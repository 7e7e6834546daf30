use regex::Regex;
use std::sync::LazyLock;

use super::{DetectionError, DetectionStrategy, Probe};
use crate::state::SiteType;

static GENERATOR_META: LazyLock<Regex> = LazyLock::new(|| {
    Regex::new(r#"(?i)<meta[^>]+name="generator"[^>]+content="wordpress"#).expect("valid regex")
});

static ASSET_PATH: LazyLock<Regex> =
    LazyLock::new(|| Regex::new(r"/wp-content/|/wp-includes/").expect("valid regex"));

/// Detects WordPress sites
///
/// Headers are checked first and match regardless of content type; the body is
/// only scanned for HTML responses.
#[derive(Debug, Default, Clone, Copy)]
pub struct WordPressStrategy;

impl DetectionStrategy for WordPressStrategy {
    fn site_type(&self) -> SiteType {
        SiteType::WordPress
    }

    fn detect(&self, probe: &Probe<'_>) -> Result<bool, DetectionError> {
        if probe.header_contains("x-powered-by", "wordpress") || probe.header_contains("link", "wp-json")
        {
            return Ok(true);
        }

        if !probe.is_html() {
            return Ok(false);
        }

        Ok(GENERATOR_META.is_match(&probe.body)
            || ASSET_PATH.is_match(&probe.body)
            || probe.body.contains("wpadminbar"))
    }
}

#[cfg(test)]
mod tests {
    use super::*;
    use crate::crawler::FetchResult;
    use url::Url;

    fn response(content_type: &str, body: &str) -> FetchResult {
        FetchResult::new(
            Url::parse("https://blog.example.com/").unwrap(),
            200,
            content_type,
            body,
        )
    }

    fn detect(response: &FetchResult) -> bool {
        WordPressStrategy.detect(&Probe::new(response)).unwrap()
    }

    #[test]
    fn test_powered_by_header() {
        let r = response("text/html", "").with_header("x-powered-by", "WordPress");
        assert!(detect(&r));
    }

    #[test]
    fn test_link_header_on_non_html() {
        let r = response("application/json", "{}")
            .with_header("link", "<https://blog.example.com/wp-json/>; rel=\"https://api.w.org/\"");
        assert!(detect(&r));
    }

    #[test]
    fn test_generator_meta() {
        let r = response(
            "text/html",
            r#"<meta name="generator" content="WordPress 6.4.2" />"#,
        );
        assert!(detect(&r));
    }

    #[test]
    fn test_asset_paths_and_admin_bar() {
        assert!(detect(&response(
            "text/html",
            r#"<link href="/wp-content/themes/x/style.css">"#
        )));
        assert!(detect(&response("text/html", r#"<div id="wpadminbar">"#)));
    }

    #[test]
    fn test_body_ignored_for_non_html() {
        assert!(!detect(&response("text/plain", "/wp-content/uploads")));
    }
}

★ ★ ★ ★ ★

Exercise
Within the entries above, report how many lines include "super", and keep the answer to the number.

Output of the task
2